After church and strolling around old Greenville, I headed north on Mississippi Highway 1. Just outside of the modern city limits I spotted the first sign of that 1,000 year old culture. In the flat Delta, mounds stick out like mountains. When I pulled in to discover the museum closed, it was okay - I would visit outside first and inside later. The park is free and open sunrise to sunset. Winterville dates back to 1,000 AD and was primarily a ceremonial site. Definitely an important one, with 12 mounds remaining of 23 in evidence. At 55 feet, Temple Mound (A) is one of the top ten highest in the country, the largest between Emerald and Cahokia. It has been restored and rain/flood damage is evident and being addressed. Only a few of the highest-ranking lived here (oops, there goes that rosy equality view again) for about 300 years. That is one of Winterville’s unique features.

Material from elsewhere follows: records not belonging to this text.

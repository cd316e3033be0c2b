use std::marker::PhantomData;

use anyhow::{Result, anyhow, bail};
use chrono::NaiveDateTime;
use rust_decimal::Decimal;
use uuid::Uuid;

use crate::executor::{Database, StatementExecutor};
use crate::value::{Record, Value};

/// Trait for types that can be extracted from a hydrated record.
///
/// Implemented for the standard types a [`Value`] can hold (`i32`, `String`, `NaiveDateTime`,
/// etc.) and for [`Record`] itself, which reads a foreign object.
pub trait FetchValue: Sized {
    /// Fetch a value from a record by field name.
    ///
    /// # Errors
    ///
    /// Returns an error if the field is missing or the value cannot be converted to the target type.
    fn fetch(record: &Record, field: &str) -> anyhow::Result<Self>;
}

/// Declares a typed entity with automatic `Entity` trait implementation.
///
/// Every field type must implement [`FetchValue`], `Clone` and `Into<Value>`.
///
/// # Examples
///
/// ```ignore
/// entity! {
///     table = "account",
///     #[derive(Debug, Clone)]
///     pub struct Account {
///         pub id: Option<i64>,
///         pub name: String,
///     }
/// }
/// ```
#[macro_export]
macro_rules! entity {
    (
        table = $table:literal,
        $(#[$meta:meta])*
        pub struct $struct_name:ident {
            $(
                $(#[$field_meta:meta])*
                pub $field_name:ident : $field_type:ty
            ),* $(,)?
        }
    ) => {
        #[allow(missing_docs)]
        $(#[$meta])*
        pub struct $struct_name {
            $(
                $(#[$field_meta])*
                pub $field_name : $field_type
            ),*
        }

        impl $crate::Entity for $struct_name {
            const TABLE: &'static str = $table;

            fn from_record(record: &$crate::Record) -> anyhow::Result<Self> {
                Ok(Self {
                    $(
                        $field_name: <$field_type as $crate::FetchValue>::fetch(record, stringify!($field_name))?,
                    )*
                })
            }

            fn to_record(&self) -> $crate::Record {
                $crate::Record::new($table)
                    $(.with(stringify!($field_name), self.$field_name.clone()))*
            }
        }
    };
}

/// Typed view of the rows of one table.
///
/// Typically implemented via the `entity!` macro rather than manually.
pub trait Entity: Sized {
    /// The database table name for this entity.
    const TABLE: &'static str;

    /// Construct an entity instance from a hydrated record.
    ///
    /// # Errors
    ///
    /// Returns an error if any required field is missing or cannot be converted to the expected type.
    fn from_record(record: &Record) -> Result<Self>;

    /// Record holding the entity's fields.
    fn to_record(&self) -> Record;
}

/// Typed access to the table of an [`Entity`].
pub struct Dao<E: Entity> {
    executor: StatementExecutor,
    entity: PhantomData<fn() -> E>,
}

impl<E: Entity> Dao<E> {
    /// Typed access to `E::TABLE`.
    ///
    /// # Errors
    ///
    /// Returns an error when the schema has no table `E::TABLE`.
    pub fn new(db: &Database) -> crate::Result<Self> {
        Ok(Self {
            executor: db.executor(E::TABLE)?,
            entity: PhantomData,
        })
    }

    /// Untyped executor of the table.
    #[must_use]
    pub const fn executor(&self) -> &StatementExecutor {
        &self.executor
    }

    /// Entity with id `id`.
    ///
    /// # Errors
    ///
    /// Fails as [`StatementExecutor::query_for_id`] does, or when the row cannot be converted.
    pub fn query_for_id(&self, id: impl Into<Value>) -> crate::Result<Option<E>> {
        self.executor.query_for_id(id)?.as_ref().map(E::from_record).transpose().map_err(Into::into)
    }

    /// Every entity of the table.
    ///
    /// # Errors
    ///
    /// Fails as [`StatementExecutor::query_for_all`] does, or when a row cannot be converted.
    pub fn query_for_all(&self) -> crate::Result<Vec<E>> {
        let records = self.executor.query_for_all()?;
        Ok(records.iter().map(E::from_record).collect::<Result<Vec<_>>>()?)
    }

    /// Inserts `entity`, returning it as stored, with generated id and version.
    ///
    /// # Errors
    ///
    /// Fails as [`StatementExecutor::create`] does.
    pub fn create(&self, entity: &E) -> crate::Result<E> {
        let mut record = entity.to_record();
        self.executor.create(&mut record)?;
        Ok(E::from_record(&record)?)
    }

    /// Writes `entity` to its row, returning it with its new version.
    ///
    /// # Errors
    ///
    /// Fails as [`StatementExecutor::update`] does.
    pub fn update(&self, entity: &E) -> crate::Result<E> {
        let mut record = entity.to_record();
        self.executor.update(&mut record)?;
        Ok(E::from_record(&record)?)
    }

    /// Deletes the row of `entity`.
    ///
    /// # Errors
    ///
    /// Fails as [`StatementExecutor::delete`] does.
    pub fn delete(&self, entity: &E) -> crate::Result<u64> {
        self.executor.delete(&entity.to_record())
    }
}

impl Record {
    /// Typed value of `field`.
    ///
    /// # Errors
    ///
    /// Returns an error if the value cannot be converted to `T`.
    pub fn fetch<T: FetchValue>(&self, field: &str) -> Result<T> {
        T::fetch(self, field)
    }
}

// Inbound conversion
impl FetchValue for bool {
    fn fetch(record: &Record, field: &str) -> anyhow::Result<Self> {
        as_bool(record_field(record, field)?)
    }
}

impl FetchValue for char {
    fn fetch(record: &Record, field: &str) -> anyhow::Result<Self> {
        match record_field(record, field)? {
            Value::Char(v) => Ok(*v),
            _ => bail!("expected char data type"),
        }
    }
}

impl FetchValue for i8 {
    fn fetch(record: &Record, field: &str) -> anyhow::Result<Self> {
        Ok(Self::try_from(as_i64(record_field(record, field)?)?)?)
    }
}

impl FetchValue for i16 {
    fn fetch(record: &Record, field: &str) -> anyhow::Result<Self> {
        Ok(Self::try_from(as_i64(record_field(record, field)?)?)?)
    }
}

impl FetchValue for i32 {
    fn fetch(record: &Record, field: &str) -> anyhow::Result<Self> {
        Ok(Self::try_from(as_i64(record_field(record, field)?)?)?)
    }
}

impl FetchValue for i64 {
    fn fetch(record: &Record, field: &str) -> anyhow::Result<Self> {
        as_i64(record_field(record, field)?)
    }
}

impl FetchValue for f32 {
    fn fetch(record: &Record, field: &str) -> anyhow::Result<Self> {
        match record_field(record, field)? {
            Value::Float(v) => Ok(*v),
            _ => bail!("expected float data type"),
        }
    }
}

impl FetchValue for f64 {
    fn fetch(record: &Record, field: &str) -> anyhow::Result<Self> {
        match record_field(record, field)? {
            Value::Float(v) => Ok(Self::from(*v)),
            Value::Double(v) => Ok(*v),
            _ => bail!("expected double data type"),
        }
    }
}

impl FetchValue for String {
    fn fetch(record: &Record, field: &str) -> anyhow::Result<Self> {
        match record_field(record, field)? {
            Value::Text(v) | Value::Enum(v) => Ok(v.clone()),
            _ => bail!("expected string data type"),
        }
    }
}

impl FetchValue for Vec<u8> {
    fn fetch(record: &Record, field: &str) -> anyhow::Result<Self> {
        match record_field(record, field)? {
            Value::Bytes(v) => Ok(v.clone()),
            _ => bail!("expected binary data type"),
        }
    }
}

impl FetchValue for Decimal {
    fn fetch(record: &Record, field: &str) -> anyhow::Result<Self> {
        match record_field(record, field)? {
            Value::Decimal(v) => Ok(*v),
            _ => bail!("expected decimal data type"),
        }
    }
}

impl FetchValue for Uuid {
    fn fetch(record: &Record, field: &str) -> anyhow::Result<Self> {
        match record_field(record, field)? {
            Value::Uuid(v) => Ok(*v),
            _ => bail!("expected uuid data type"),
        }
    }
}

impl FetchValue for NaiveDateTime {
    fn fetch(record: &Record, field: &str) -> anyhow::Result<Self> {
        match record_field(record, field)? {
            Value::DateTime(v) => Ok(*v),
            _ => bail!("expected timestamp data type"),
        }
    }
}

impl FetchValue for serde_json::Value {
    fn fetch(record: &Record, field: &str) -> anyhow::Result<Self> {
        match record_field(record, field)? {
            Value::Json(v) => Ok(v.clone()),
            _ => bail!("expected json data type"),
        }
    }
}

impl FetchValue for Record {
    fn fetch(record: &Record, field: &str) -> anyhow::Result<Self> {
        match record_field(record, field)? {
            Value::Object(v) => Ok((**v).clone()),
            _ => bail!("expected foreign object"),
        }
    }
}

impl<T: FetchValue> FetchValue for Option<T> {
    fn fetch(record: &Record, field: &str) -> anyhow::Result<Self> {
        match record_field(record, field) {
            Ok(value) if !value.is_null() => Ok(Some(T::fetch(record, field)?)),
            _ => Ok(None),
        }
    }
}

fn record_field<'a>(record: &'a Record, name: &str) -> Result<&'a Value> {
    if !record.contains(name) {
        return Err(anyhow!("no value for field '{name}' in {} record", record.table()));
    }
    Ok(record.get(name))
}

fn as_bool(value: &Value) -> Result<bool> {
    match value {
        Value::Bool(v) => Ok(*v),
        _ => bail!("expected boolean data type"),
    }
}

fn as_i64(value: &Value) -> Result<i64> {
    match value {
        Value::Byte(_) | Value::Short(_) | Value::Int(_) | Value::Long(_) => {
            value.as_i64().ok_or_else(|| anyhow!("expected integer data type"))
        }
        _ => bail!("expected integer data type"),
    }
}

The other is the absence of a borrow pit. The guess is that they brought soil in from the banks of the Mississippi River, once less than a mile away, evidence of which has been lost to course changes and repeated floods. Humans carried that soil, one basket at a time, on their backs, over a theorized distance of about a mile, to build 23 structures of varying size, over a period of about 300 years. Just thinking about that as I enjoyed the solitude of a late Sunday morning contemplating a civilization with no written records on a warm, comfortable day and I was lost. So when security greeted me at the museum when it opened with that question, I most definitely answered “Yes, I did.”
Strange but true - I thought of a movie when I saw the picture in the museum of cows and horses taking refuge on the mounds during the The Great Mississippi Flood of 1927, one which Winterville Mounds and Nitta Yuma -the high ground of Mississippi bear country - both survived intact.